== Task requirements ==
Please reproduce each line of the data below as it stands.

* * *

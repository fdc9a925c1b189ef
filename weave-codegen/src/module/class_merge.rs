//! Merging of class contributions that share a type name.

use weave_ir::{ClassArtifact, MethodSpec, absolute_name};

use super::Merged;
use crate::{Error, Result};

/// Check a single contribution before it reaches the merge.
pub(crate) fn validate(class: &ClassArtifact) -> Result<()> {
    if class.type_name.trim_start_matches('\\').is_empty() {
        return Err(Error::structural("class has an empty type name"));
    }

    let target = &class.type_name;
    let mut seen = Vec::new();
    for method in class.methods.iter().chain(class.constructor.iter()) {
        if method.name.is_empty() {
            return Err(Error::structural(format!("'{target}' declares a method without a name")));
        }
        if seen.contains(&method.name.as_str()) {
            return Err(Error::structural(format!(
                "'{target}' declares method '{}' twice",
                method.name
            )));
        }
        seen.push(method.name.as_str());
    }

    for (i, field) in class.fields.iter().enumerate() {
        if field.name.is_empty() {
            return Err(Error::structural(format!("'{target}' declares a field without a name")));
        }
        if class.fields[..i].iter().any(|f| f.name == field.name) {
            return Err(Error::structural(format!(
                "'{target}' declares field '{}' twice",
                field.name
            )));
        }
    }

    for (i, dep) in class.dependencies.iter().enumerate() {
        if class.dependencies[..i].iter().any(|d| d.alias == dep.alias) {
            return Err(Error::structural(format!(
                "'{target}' imports two types as '{}'",
                dep.alias
            )));
        }
    }

    Ok(())
}

fn same_type(a: &str, b: &str) -> bool {
    a.trim_start_matches('\\') == b.trim_start_matches('\\')
}

/// Merge `incoming` into a copy of `existing`.
///
/// Returns the merged class and the warnings produced; on error nothing
/// has been modified.
pub(crate) fn merge(existing: &ClassArtifact, incoming: ClassArtifact) -> Result<Merged<ClassArtifact>> {
    let target = existing.type_name.clone();
    let mut merged = existing.clone();
    let mut warnings = Vec::new();

    merged.parent = match (existing.parent.as_deref(), incoming.parent) {
        (Some(a), Some(b)) if !same_type(a, &b) => {
            return Err(Error::conflict(
                &target,
                format!("extends both '{a}' and '{b}'"),
            ));
        }
        (Some(a), _) => Some(a.to_string()),
        (None, b) => b,
    };

    merged.capabilities = existing
        .capabilities
        .iter()
        .chain(incoming.capabilities.iter())
        .map(|c| absolute_name(c))
        .collect();

    for dep in incoming.dependencies {
        match merged.dependencies.iter().find(|d| d.alias == dep.alias) {
            Some(current) if current.type_name != dep.type_name => {
                return Err(Error::conflict(
                    &target,
                    format!(
                        "'{}' imports both '{}' and '{}'",
                        dep.alias, current.type_name, dep.type_name
                    ),
                ));
            }
            Some(_) => {}
            None => merged.dependencies.push(dep),
        }
    }

    for field in incoming.fields {
        match merged.fields.iter_mut().find(|f| f.name == field.name) {
            Some(current) if *current != field => {
                warnings.push(format!(
                    "field '${}' redeclared, keeping the later declaration",
                    field.name
                ));
                *current = field;
            }
            Some(_) => {}
            None => merged.fields.push(field),
        }
    }

    merged.constructor = match (merged.constructor.take(), incoming.constructor) {
        (Some(current), Some(new)) => Some(merge_method(&target, current, new, &mut warnings)?),
        (current, new) => current.or(new),
    };

    for method in incoming.methods {
        match merged.methods.iter().position(|m| m.name == method.name) {
            Some(i) => {
                let current = merged.methods[i].clone();
                merged.methods[i] = merge_method(&target, current, method, &mut warnings)?;
            }
            None => merged.methods.push(method),
        }
    }

    Ok(Merged {
        value: merged,
        warnings,
    })
}

fn merge_method(
    target: &str,
    current: MethodSpec,
    incoming: MethodSpec,
    warnings: &mut Vec<String>,
) -> Result<MethodSpec> {
    if current.body != incoming.body {
        return Err(Error::conflict(
            target,
            format!("method '{}' has two different bodies", incoming.name),
        ));
    }
    if current.same_signature(&incoming) {
        return Ok(current);
    }
    warnings.push(format!(
        "method '{}' redeclared with a different signature, keeping the later declaration",
        incoming.name
    ));
    Ok(incoming)
}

* * *

== Solution to the exercise ==
repository fdc9a925c1b189ef
filename weave-codegen/src/module/class_merge.rs
//! Merging of class contributions that share a type name.

use weave_ir::{ClassArtifact, MethodSpec, absolute_name};

use super::Merged;
use crate::{Error, Result};

/// Check a single contribution before it reaches the merge.
pub(crate) fn validate(class: &ClassArtifact) -> Result<()> {
    if class.type_name.trim_start_matches('\\').is_empty() {
        return Err(Error::structural("class has an empty type name"));
    }

    let target = &class.type_name;
    let mut seen = Vec::new();
    for method in class.methods.iter().chain(class.constructor.iter()) {
        if method.name.is_empty() {
            return Err(Error::structural(format!("'{target}' declares a method without a name")));
        }
        if seen.contains(&method.name.as_str()) {
            return Err(Error::structural(format!(
                "'{target}' declares method '{}' twice",
                method.name
            )));
        }
        seen.push(method.name.as_str());
    }

    for (i, field) in class.fields.iter().enumerate() {
        if field.name.is_empty() {
            return Err(Error::structural(format!("'{target}' declares a field without a name")));
        }
        if class.fields[..i].iter().any(|f| f.name == field.name) {
            return Err(Error::structural(format!(
                "'{target}' declares field '{}' twice",
                field.name
            )));
        }
    }

    for (i, dep) in class.dependencies.iter().enumerate() {
        if class.dependencies[..i].iter().any(|d| d.alias == dep.alias) {
            return Err(Error::structural(format!(
                "'{target}' imports two types as '{}'",
                dep.alias
            )));
        }
    }

    Ok(())
}

fn same_type(a: &str, b: &str) -> bool {
    a.trim_start_matches('\\') == b.trim_start_matches('\\')
}

/// Merge `incoming` into a copy of `existing`.
///
/// Returns the merged class and the warnings produced; on error nothing
/// has been modified.
pub(crate) fn merge(existing: &ClassArtifact, incoming: ClassArtifact) -> Result<Merged<ClassArtifact>> {
    let target = existing.type_name.clone();
    let mut merged = existing.clone();
    let mut warnings = Vec::new();

    merged.parent = match (existing.parent.as_deref(), incoming.parent) {
        (Some(a), Some(b)) if !same_type(a, &b) => {
            return Err(Error::conflict(
                &target,
                format!("extends both '{a}' and '{b}'"),
            ));
        }
        (Some(a), _) => Some(a.to_string()),
        (None, b) => b,
    };

    merged.capabilities = existing
        .capabilities
        .iter()
        .chain(incoming.capabilities.iter())
        .map(|c| absolute_name(c))
        .collect();

    for dep in incoming.dependencies {
        match merged.dependencies.iter().find(|d| d.alias == dep.alias) {
            Some(current) if current.type_name != dep.type_name => {
                return Err(Error::conflict(
                    &target,
                    format!(
                        "'{}' imports both '{}' and '{}'",
                        dep.alias, current.type_name, dep.type_name
                    ),
                ));
            }
            Some(_) => {}
            None => merged.dependencies.push(dep),
        }
    }

    for field in incoming.fields {
        match merged.fields.iter_mut().find(|f| f.name == field.name) {
            Some(current) if *current != field => {
                warnings.push(format!(
                    "field '${}' redeclared, keeping the later declaration",
                    field.name
                ));
                *current = field;
            }
            Some(_) => {}
            None => merged.fields.push(field),
        }
    }

    merged.constructor = match (merged.constructor.take(), incoming.constructor) {
        (Some(current), Some(new)) => Some(merge_method(&target, current, new, &mut warnings)?),
        (current, new) => current.or(new),
    };

    for method in incoming.methods {
        match merged.methods.iter().position(|m| m.name == method.name) {
            Some(i) => {
                let current = merged.methods[i].clone();
                merged.methods[i] = merge_method(&target, current, method, &mut warnings)?;
            }
            None => merged.methods.push(method),
        }
    }

    Ok(Merged {
        value: merged,
        warnings,
    })
}

fn merge_method(
    target: &str,
    current: MethodSpec,
    incoming: MethodSpec,
    warnings: &mut Vec<String>,
) -> Result<MethodSpec> {
    if current.body != incoming.body {
        return Err(Error::conflict(
            target,
            format!("method '{}' has two different bodies", incoming.name),
        ));
    }
    if current.same_signature(&incoming) {
        return Ok(current);
    }
    warnings.push(format!(
        "method '{}' redeclared with a different signature, keeping the later declaration",
        incoming.name
    ));
    Ok(incoming)
}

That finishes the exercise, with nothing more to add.